Collected data entries:

-- Opening Marker --

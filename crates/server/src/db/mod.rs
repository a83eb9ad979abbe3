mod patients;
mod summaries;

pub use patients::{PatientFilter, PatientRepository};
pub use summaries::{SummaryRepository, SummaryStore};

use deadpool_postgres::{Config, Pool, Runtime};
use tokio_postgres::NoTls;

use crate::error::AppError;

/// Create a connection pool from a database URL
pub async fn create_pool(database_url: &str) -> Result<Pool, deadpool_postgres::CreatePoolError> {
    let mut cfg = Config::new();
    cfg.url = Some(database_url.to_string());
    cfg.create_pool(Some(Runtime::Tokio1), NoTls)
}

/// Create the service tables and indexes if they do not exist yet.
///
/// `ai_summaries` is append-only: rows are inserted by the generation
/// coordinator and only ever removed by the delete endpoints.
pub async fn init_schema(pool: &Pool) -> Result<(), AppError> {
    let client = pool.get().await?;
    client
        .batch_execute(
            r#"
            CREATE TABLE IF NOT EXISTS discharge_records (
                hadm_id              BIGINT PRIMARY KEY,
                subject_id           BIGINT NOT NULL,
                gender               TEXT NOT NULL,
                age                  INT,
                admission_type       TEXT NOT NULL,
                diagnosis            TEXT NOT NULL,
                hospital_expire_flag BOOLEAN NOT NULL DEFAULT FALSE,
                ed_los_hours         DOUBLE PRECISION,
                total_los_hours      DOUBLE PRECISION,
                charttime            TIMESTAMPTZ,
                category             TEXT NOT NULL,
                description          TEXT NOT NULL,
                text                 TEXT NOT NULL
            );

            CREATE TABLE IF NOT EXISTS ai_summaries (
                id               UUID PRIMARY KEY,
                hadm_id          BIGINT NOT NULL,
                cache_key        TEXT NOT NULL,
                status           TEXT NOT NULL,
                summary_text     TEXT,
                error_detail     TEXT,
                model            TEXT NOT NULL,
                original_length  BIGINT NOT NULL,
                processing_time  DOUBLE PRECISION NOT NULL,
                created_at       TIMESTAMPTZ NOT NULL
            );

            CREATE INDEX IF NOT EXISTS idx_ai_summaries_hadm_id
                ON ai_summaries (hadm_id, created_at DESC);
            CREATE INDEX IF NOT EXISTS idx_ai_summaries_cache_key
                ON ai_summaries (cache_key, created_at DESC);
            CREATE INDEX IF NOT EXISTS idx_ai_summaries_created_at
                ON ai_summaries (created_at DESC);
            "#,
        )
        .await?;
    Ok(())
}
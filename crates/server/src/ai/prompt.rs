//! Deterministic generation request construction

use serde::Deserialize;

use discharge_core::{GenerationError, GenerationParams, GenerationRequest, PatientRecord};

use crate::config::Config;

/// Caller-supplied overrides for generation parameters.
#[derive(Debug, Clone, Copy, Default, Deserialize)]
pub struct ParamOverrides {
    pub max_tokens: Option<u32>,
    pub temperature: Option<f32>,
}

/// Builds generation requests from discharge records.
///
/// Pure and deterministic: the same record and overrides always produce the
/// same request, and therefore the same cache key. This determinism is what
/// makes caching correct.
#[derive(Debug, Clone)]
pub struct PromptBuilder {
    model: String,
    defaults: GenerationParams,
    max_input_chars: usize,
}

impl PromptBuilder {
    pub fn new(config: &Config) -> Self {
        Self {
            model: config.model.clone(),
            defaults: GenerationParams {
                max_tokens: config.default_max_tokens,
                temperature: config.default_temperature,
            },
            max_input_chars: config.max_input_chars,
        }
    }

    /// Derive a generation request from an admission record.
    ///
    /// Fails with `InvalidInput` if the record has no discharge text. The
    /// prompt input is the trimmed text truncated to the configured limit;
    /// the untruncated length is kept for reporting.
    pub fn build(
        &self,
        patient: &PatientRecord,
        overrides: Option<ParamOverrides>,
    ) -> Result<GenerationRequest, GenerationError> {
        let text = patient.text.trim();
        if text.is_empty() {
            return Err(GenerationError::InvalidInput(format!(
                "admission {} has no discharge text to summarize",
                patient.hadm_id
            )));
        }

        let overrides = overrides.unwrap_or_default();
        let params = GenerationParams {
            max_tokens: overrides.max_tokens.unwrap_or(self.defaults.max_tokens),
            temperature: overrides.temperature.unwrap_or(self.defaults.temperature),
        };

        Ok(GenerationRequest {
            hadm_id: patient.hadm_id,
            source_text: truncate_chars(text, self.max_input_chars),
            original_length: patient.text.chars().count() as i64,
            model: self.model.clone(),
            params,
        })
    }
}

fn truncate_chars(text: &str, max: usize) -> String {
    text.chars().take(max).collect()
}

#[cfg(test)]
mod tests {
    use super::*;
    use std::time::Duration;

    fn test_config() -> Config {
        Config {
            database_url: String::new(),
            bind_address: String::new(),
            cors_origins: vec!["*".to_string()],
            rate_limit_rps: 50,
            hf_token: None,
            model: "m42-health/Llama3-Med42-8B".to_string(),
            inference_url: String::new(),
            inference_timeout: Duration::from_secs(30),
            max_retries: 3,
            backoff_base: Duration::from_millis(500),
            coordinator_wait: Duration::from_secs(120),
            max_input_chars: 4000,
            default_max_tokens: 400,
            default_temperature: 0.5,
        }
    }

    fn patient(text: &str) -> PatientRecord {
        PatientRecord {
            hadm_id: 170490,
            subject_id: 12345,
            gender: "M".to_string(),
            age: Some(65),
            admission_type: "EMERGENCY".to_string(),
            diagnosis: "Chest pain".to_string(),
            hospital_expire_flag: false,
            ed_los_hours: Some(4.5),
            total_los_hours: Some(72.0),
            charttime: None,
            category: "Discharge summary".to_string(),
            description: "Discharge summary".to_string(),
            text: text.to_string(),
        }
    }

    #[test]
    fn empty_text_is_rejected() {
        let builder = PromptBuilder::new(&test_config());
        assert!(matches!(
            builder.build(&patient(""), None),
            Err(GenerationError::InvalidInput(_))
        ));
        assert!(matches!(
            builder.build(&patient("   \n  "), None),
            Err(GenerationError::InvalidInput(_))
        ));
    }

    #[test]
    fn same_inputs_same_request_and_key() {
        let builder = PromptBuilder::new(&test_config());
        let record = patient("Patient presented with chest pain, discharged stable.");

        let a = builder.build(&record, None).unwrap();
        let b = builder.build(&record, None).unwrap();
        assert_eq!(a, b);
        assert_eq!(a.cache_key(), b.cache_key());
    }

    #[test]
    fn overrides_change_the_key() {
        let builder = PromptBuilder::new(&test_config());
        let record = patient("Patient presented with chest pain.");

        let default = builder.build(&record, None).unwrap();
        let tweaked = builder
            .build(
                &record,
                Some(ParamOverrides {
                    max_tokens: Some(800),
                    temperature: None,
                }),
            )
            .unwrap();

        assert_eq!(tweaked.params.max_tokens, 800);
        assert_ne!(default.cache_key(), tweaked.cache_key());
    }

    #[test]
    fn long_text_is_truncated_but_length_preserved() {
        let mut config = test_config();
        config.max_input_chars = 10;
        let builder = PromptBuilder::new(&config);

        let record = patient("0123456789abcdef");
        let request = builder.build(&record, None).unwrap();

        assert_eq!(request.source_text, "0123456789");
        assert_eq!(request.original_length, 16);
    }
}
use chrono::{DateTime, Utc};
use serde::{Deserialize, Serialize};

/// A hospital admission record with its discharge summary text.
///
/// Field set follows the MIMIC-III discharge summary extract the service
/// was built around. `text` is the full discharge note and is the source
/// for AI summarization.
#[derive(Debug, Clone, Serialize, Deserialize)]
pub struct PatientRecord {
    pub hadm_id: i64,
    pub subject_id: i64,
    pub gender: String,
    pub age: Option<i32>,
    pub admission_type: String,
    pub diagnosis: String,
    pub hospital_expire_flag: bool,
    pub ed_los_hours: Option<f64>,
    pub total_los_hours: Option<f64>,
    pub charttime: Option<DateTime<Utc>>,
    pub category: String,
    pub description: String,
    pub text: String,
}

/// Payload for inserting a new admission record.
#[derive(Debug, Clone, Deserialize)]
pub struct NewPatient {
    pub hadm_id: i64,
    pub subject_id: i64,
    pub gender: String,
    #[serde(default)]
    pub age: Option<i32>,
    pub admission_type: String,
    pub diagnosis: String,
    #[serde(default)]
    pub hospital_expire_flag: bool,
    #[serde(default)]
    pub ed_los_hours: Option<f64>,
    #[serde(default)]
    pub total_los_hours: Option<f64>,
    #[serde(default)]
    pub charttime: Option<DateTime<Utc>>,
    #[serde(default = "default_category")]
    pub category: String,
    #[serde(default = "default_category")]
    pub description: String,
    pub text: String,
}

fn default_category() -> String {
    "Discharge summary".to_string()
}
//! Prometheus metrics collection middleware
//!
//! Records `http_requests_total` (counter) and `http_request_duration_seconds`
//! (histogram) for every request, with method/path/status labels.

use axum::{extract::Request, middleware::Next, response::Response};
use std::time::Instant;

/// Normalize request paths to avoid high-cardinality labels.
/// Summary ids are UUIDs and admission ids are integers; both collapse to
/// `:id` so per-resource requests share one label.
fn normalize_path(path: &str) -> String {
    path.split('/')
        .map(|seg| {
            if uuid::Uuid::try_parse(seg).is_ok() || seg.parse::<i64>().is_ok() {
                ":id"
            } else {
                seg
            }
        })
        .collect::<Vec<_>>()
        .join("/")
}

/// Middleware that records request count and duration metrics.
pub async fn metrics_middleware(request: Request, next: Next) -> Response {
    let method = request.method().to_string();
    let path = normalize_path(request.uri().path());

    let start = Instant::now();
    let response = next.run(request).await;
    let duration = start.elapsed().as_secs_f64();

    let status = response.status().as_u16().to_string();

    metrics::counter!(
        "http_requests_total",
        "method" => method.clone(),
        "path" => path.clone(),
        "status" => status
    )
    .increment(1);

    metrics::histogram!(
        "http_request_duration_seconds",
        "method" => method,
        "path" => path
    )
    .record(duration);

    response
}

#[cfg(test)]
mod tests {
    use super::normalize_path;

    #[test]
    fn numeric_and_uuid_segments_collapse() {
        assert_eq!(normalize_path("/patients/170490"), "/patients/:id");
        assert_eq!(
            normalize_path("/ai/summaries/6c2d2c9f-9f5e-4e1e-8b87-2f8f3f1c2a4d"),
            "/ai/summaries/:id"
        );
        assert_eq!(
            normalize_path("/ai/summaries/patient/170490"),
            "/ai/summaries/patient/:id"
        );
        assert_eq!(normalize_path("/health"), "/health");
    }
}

-- Closing Marker --

### DIRECTIONS FOR THIS TASK
Every line in the records above that contains the word "start" should be copied out.

### ANSWER TO THE EXERCISE
    let start = Instant::now();
    let duration = start.elapsed().as_secs_f64();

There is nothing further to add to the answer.